TASK BRIEF:
Give only the number of lines in the records that contain the word "Missing".

+ + + + + + +

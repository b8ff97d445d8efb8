//! Full-text quote search.
//!
//! # Responsibility
//! - Turn free-text input into engine-neutral search terms.
//! - Define the ranking provider contract used by quote listing.
//! - Provide the SQLite FTS5 implementation of that contract.

pub mod fts;
pub mod provider;
pub mod terms;
//! SQLite storage bootstrap and schema migration entry points.
//!
//! # Responsibility
//! - Open and configure SQLite connections for the quotes catalog.
//! - Apply schema migrations in deterministic order.
//!
//! # Invariants
//! - Migration version is tracked via `PRAGMA user_version`.
//! - No catalog data is read or written before migrations succeed.

use std::error::Error;
use std::fmt::{Display, Formatter};

pub mod migrations;
mod open;

pub use open::{open_db, open_db_in_memory};

pub type DbResult<T> = Result<T, DbError>;

#[derive(Debug)]
pub enum DbError {
    Sqlite(rusqlite::Error),
    UnsupportedSchemaVersion {
        db_version: u32,
        latest_supported: u32,
    },
}

impl Display for DbError {
    fn fmt(&self, f: &mut Formatter<'_>) -> std::fmt::Result {
        match self {
            Self::Sqlite(err) => write!(f, "{err}"),
            Self::UnsupportedSchemaVersion {
                db_version,
                latest_supported,
            } => write!(
                f,
                "catalog schema version {db_version} is newer than supported {latest_supported}"
            ),
        }
    }
}

impl Error for DbError {
    fn source(&self) -> Option<&(dyn Error + 'static)> {
        match self {
            Self::Sqlite(err) => Some(err),
            Self::UnsupportedSchemaVersion { .. } => None,
        }
    }
}

impl From<rusqlite::Error> for DbError {
    fn from(value: rusqlite::Error) -> Self {
        Self::Sqlite(value)
    }
}
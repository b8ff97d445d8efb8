mod common;

use common::{books, quotes, register, seed_tiny_catalog, setup, FixedClock};
use quotr_core::{
    BookDraft, CatalogError, Missing, Page, PageRequest, QuoteDraft, QuoteEntry, PAGE_SIZE,
};

#[test]
fn quote_pages_hold_at_most_twenty_entries_in_recency_order() {
    let conn = setup();
    let clock = FixedClock::new(0);
    let tiny = register(&conn, "tiny");
    let book = books(&conn, &tiny, &clock)
        .create_book(&BookDraft::new("Long Book", "Prolific"))
        .unwrap();
    let service = quotes(&conn, &tiny, &clock);
    let mut created = Vec::new();
    for idx in 0..45 {
        clock.advance(1);
        created.push(
            service
                .create_quote(&QuoteDraft::new(book.id, format!("quote number {idx}"), Some(idx)))
                .unwrap()
                .id,
        );
    }
    created.reverse();

    let first = service.list_quotes(None, PageRequest::first()).unwrap();
    assert_eq!(first.items.len(), PAGE_SIZE as usize);
    assert_eq!(first.total_count, 45);
    assert_eq!(first.num_pages, 3);
    assert!(first.has_next);
    assert!(!first.has_previous);

    let third = service.list_quotes(None, PageRequest::new(3)).unwrap();
    assert_eq!(third.items.len(), 5);
    assert!(!third.has_next);

    let mut seen = Vec::new();
    for number in 1..=3 {
        let page = service.list_quotes(None, PageRequest::new(number)).unwrap();
        seen.extend(page.items.into_iter().map(|entry| entry.quote.id));
    }
    assert_eq!(seen, created);
}

#[test]
fn search_results_are_paginated() {
    let conn = setup();
    let clock = FixedClock::new(0);
    let tiny = register(&conn, "tiny");
    let book = books(&conn, &tiny, &clock)
        .create_book(&BookDraft::new("Echoes", "Repeat"))
        .unwrap();
    let service = quotes(&conn, &tiny, &clock);
    for idx in 0..25 {
        clock.advance(1);
        service
            .create_quote(&QuoteDraft::new(book.id, format!("echo {idx}"), None))
            .unwrap();
    }

    let first = service
        .list_quotes(Some("echo"), PageRequest::first())
        .unwrap();
    assert_eq!(first.items.len(), 20);
    assert_eq!(first.total_count, 25);
    let second = service
        .list_quotes(Some("echo"), PageRequest::new(2))
        .unwrap();
    assert_eq!(second.items.len(), 5);
    assert!(second.items.iter().all(|entry| entry.rank.is_some()));
}

#[test]
fn pages_outside_the_result_are_not_found() {
    let conn = setup();
    let clock = FixedClock::new(0);
    let tiny = register(&conn, "tiny");
    let service = quotes(&conn, &tiny, &clock);

    let err = service.list_quotes(None, PageRequest::new(2)).unwrap_err();
    assert!(matches!(err, CatalogError::NotFound(Missing::Page(2))));

    let err = service.list_quotes(None, PageRequest::new(0)).unwrap_err();
    assert!(matches!(err, CatalogError::NotFound(Missing::Page(0))));

    let err = books(&conn, &tiny, &clock)
        .list_books(PageRequest::new(5))
        .unwrap_err();
    assert!(err.is_not_found());
}

#[test]
fn book_pages_hold_at_most_twenty_entries() {
    let conn = setup();
    let clock = FixedClock::new(0);
    let tiny = register(&conn, "tiny");
    let service = books(&conn, &tiny, &clock);
    for idx in 0..21 {
        clock.advance(1);
        service
            .create_book(&BookDraft::new(format!("Volume {idx}"), "Serial"))
            .unwrap();
    }

    let first = service.list_books(PageRequest::first()).unwrap();
    assert_eq!(first.items.len(), 20);
    assert_eq!(first.items[0].title, "Volume 20");
    let second = service.list_books(PageRequest::new(2)).unwrap();
    assert_eq!(second.items.len(), 1);
    assert_eq!(second.items[0].title, "Volume 0");
}

#[test]
fn quote_page_serializes_entries_and_page_metadata() {
    let conn = setup();
    let clock = FixedClock::new(0);
    let tiny = register(&conn, "tiny");
    let (book_id, [first_id, second_id]) = seed_tiny_catalog(&conn, &tiny, &clock);

    let page = quotes(&conn, &tiny, &clock)
        .list_quotes(None, PageRequest::first())
        .unwrap();
    let value = serde_json::to_value(&page).unwrap();

    assert_eq!(value["number"], 1);
    assert_eq!(value["total_count"], 2);
    assert_eq!(value["num_pages"], 1);
    assert_eq!(value["has_previous"], false);
    assert_eq!(value["has_next"], false);

    let items = value["items"].as_array().unwrap();
    assert_eq!(items.len(), 2);
    assert_eq!(items[0]["quote"]["id"], second_id);
    assert_eq!(items[0]["quote"]["page"], serde_json::Value::Null);
    assert_eq!(items[0]["rank"], serde_json::Value::Null);
    assert_eq!(items[1]["quote"]["id"], first_id);
    assert_eq!(items[1]["quote"]["book_id"], book_id);
    assert_eq!(items[1]["quote"]["page"], 12);
    assert_eq!(items[1]["book_title"], "The Book");
    assert_eq!(items[1]["book_author"], "An Author");

    let decoded: Page<QuoteEntry> = serde_json::from_value(value).unwrap();
    assert_eq!(decoded, page);
}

+ + + + + + +

RESULT FOR THIS EXERCISE:
3